Research shows that participating in peer-led programs—interventions run by individuals who publicly acknowledge their own mental illnesses—improves client empowerment and promotes positive client-provider collaborations (Pickett SA et al, Community Mental Health J 2012;online ahead of print).
In peer-led programs, leaders who have “been there” and know what it’s like to live with mental illness provide needed educational and emotional support to clients. Participants receive information about the causes of mental illness and standard treatments; learn illness self-management strategies; and receive communication and problem-solving skills training.
For families, programs led by their peers teach participants how to work with their ill relatives and clinicians to set client-determined treatment goals. Available nationwide at no or low cost, some well-known peer-led programs are Building Recovery of Individual Dreams and Goals (BRIDGES), Wellness Recovery Action Planning (WRAP ), Peer-to-Peer, and Family-to-Family. (See this month’s Expert Q&A with Mary Ellen Copeland for details on WRAP .)
Clinician Communication. As a clinician, your empathy and encouragement are powerful empowerment enhancers. Even the most educated and assertive clients will be reluctant to partner with you if they feel that you are unapproachable, and don’t take their concerns and treatment goals seriously. Your conversations with clients need to convey understanding and respect. Information provided to clients should be clear. Clients may need to be encouraged to speak, and you may need to start the discussion process by asking, “What questions do you have for me?”
The University of Illinois at Chicago (UIC) National Research and Training Center on Psychiatric Disability (www.cmhsrp.uic.edu/nrtc) offers several toolkits to help facilitate your discussions with clients. While primarily designed for clients, these toolkits provide user-friendly strategies you can use to get the ball rolling. There are tools for talking about treatment plans and difficult issues such as medication compliance, and for identifying treatment goals and strategies to help clients take responsibility for achieving those goals.
Another resource is Common Ground, a web-based application created by Pat Deegan (www.patdeegan.com/commonground) that facilitates shared decision making between clinicians and clients. While in the waiting room, clients, assisted by a peer, use Common Ground to complete a one-page report that summarizes their concerns and current status. The program also links clients to information about treatment. Clients then bring their reports into their meetings with their clinicians and use the reports to develop a shared-decision treatment plan.

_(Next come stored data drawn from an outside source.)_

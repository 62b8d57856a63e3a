use super::*;

pub fn create_comment<G>(
    connections: &sqlite::Connections,
    film_catalog: &G,
    new_comment: usecases::NewComment,
) -> Result<Id>
where
    G: FilmCatalogGateway + ?Sized,
{
    // The film catalog is queried before a connection
    // with write access is acquired.
    usecases::prepare_new_comment(film_catalog, new_comment)
        .and_then(|storable| {
            let film_id = storable.film_id();
            let connection = connections.exclusive().map_err(RepoError::Other)?;
            let id = usecases::store_new_comment(&connection, storable)?;
            debug!("Created comment {id} of film {film_id}");
            Ok(id)
        })
        .map_err(|err| {
            let err = usecases::Error::creation_failed(err);
            warn!("{err}");
            err.into()
        })
}
pub mod validate;
//! # Float Formats
//!
//! A [`FloatFormat`] is the `(exp_bits, man_bits)` pair that every
//! [`FloatValue`](crate::FloatValue) carries alongside its fields. The pair is
//! validated once, on construction, and everything derived from it (bias,
//! all-ones exponent, storage width) is computed from the two widths.
//!
//! ## Layout
//!
//! ```text
//! [Sign: 1 bit][Exponent: exp_bits][Mantissa: man_bits]
//! ```
//!
//! ## Examples
//!
//! ```rust
//! use varfloat::FloatFormat;
//!
//! let e4m3 = FloatFormat::new(4, 3).unwrap();
//! assert_eq!(e4m3.bias(), 7);
//! assert_eq!(e4m3.max_exponent(), 15);
//! assert_eq!(e4m3.total_bits(), 8);
//!
//! assert!(FloatFormat::new(0, 3).is_err());
//! ```

use std::fmt;

use crate::error::{FormatError, Result};

/// Largest supported exponent field width. Unbiased exponents, including the
/// sum of two of them during multiplication, are kept in an `i64`.
pub const MAX_EXP_BITS: u32 = 32;

#[derive(Debug, Clone, Copy, PartialEq, Eq, Hash)]
pub struct FloatFormat {
    exp_bits: u32,
    man_bits: u32,
}

impl FloatFormat {
    /// IEEE 754 binary64, the layout of `f64`.
    pub const DOUBLE: Self = Self {
        exp_bits: 11,
        man_bits: 52,
    };

    /// IEEE 754 binary32, the layout of `f32`.
    pub const SINGLE: Self = Self {
        exp_bits: 8,
        man_bits: 23,
    };

    /// Validates the two field widths.
    ///
    /// The mantissa is backed by an arbitrary precision integer, so any
    /// `man_bits` is accepted. The exponent width must be in
    /// `1..=MAX_EXP_BITS`.
    pub fn new(exp_bits: u32, man_bits: u32) -> Result<Self> {
        if exp_bits == 0 || exp_bits > MAX_EXP_BITS {
            tracing::debug!(exp_bits, man_bits, "rejected float format");
            return Err(FormatError::InvalidExponentWidth { exp_bits });
        }
        Ok(Self { exp_bits, man_bits })
    }

    /// The format of the result of a binary operation between `a` and `b`:
    /// each field is as wide as the wider of the two operands.
    pub fn promote(a: Self, b: Self) -> Self {
        Self {
            exp_bits: a.exp_bits.max(b.exp_bits),
            man_bits: a.man_bits.max(b.man_bits),
        }
    }

    pub fn exp_bits(&self) -> u32 {
        self.exp_bits
    }

    pub fn man_bits(&self) -> u32 {
        self.man_bits
    }

    /// `2^(exp_bits - 1) - 1`
    pub fn bias(&self) -> i64 {
        (1_i64 << (self.exp_bits - 1)) - 1
    }

    /// The all-ones exponent field, reserved for infinities and NaN.
    pub fn max_exponent(&self) -> u64 {
        (1_u64 << self.exp_bits) - 1
    }

    /// Unbiased exponent of the smallest normal number, which is also the
    /// scale of every subnormal.
    pub fn min_exponent(&self) -> i64 {
        1 - self.bias()
    }

    /// Unbiased exponent of the largest finite number.
    pub fn max_finite_exponent(&self) -> i64 {
        self.max_exponent() as i64 - 1 - self.bias()
    }

    pub fn total_bits(&self) -> u64 {
        1 + u64::from(self.exp_bits) + u64::from(self.man_bits)
    }

    /// Whether NaN has a bit pattern in this format. With no mantissa bits
    /// the all-ones exponent can only encode infinity.
    pub fn has_nan(&self) -> bool {
        self.man_bits > 0
    }
}

impl fmt::Display for FloatFormat {
    fn fmt(&self, f: &mut fmt::Formatter<'_>) -> fmt::Result {
        write!(f, "e{}m{}", self.exp_bits, self.man_bits)
    }
}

Enactment. No matter how educated your clients may be, how empathic you may be, and how agreeable you may both be about treatment decisions, empowerment will not work unless those shared decisions are put into practice. This means accepting clients’ choices even when those choices may go against what you might recommend. This doesn’t mean throwing caution to the wind, but rather discussing all options with clients. You need to provide honest feedback about potential negative consequences, agree to try-it-and-see, and make a shared plan for what to do if the approach fails.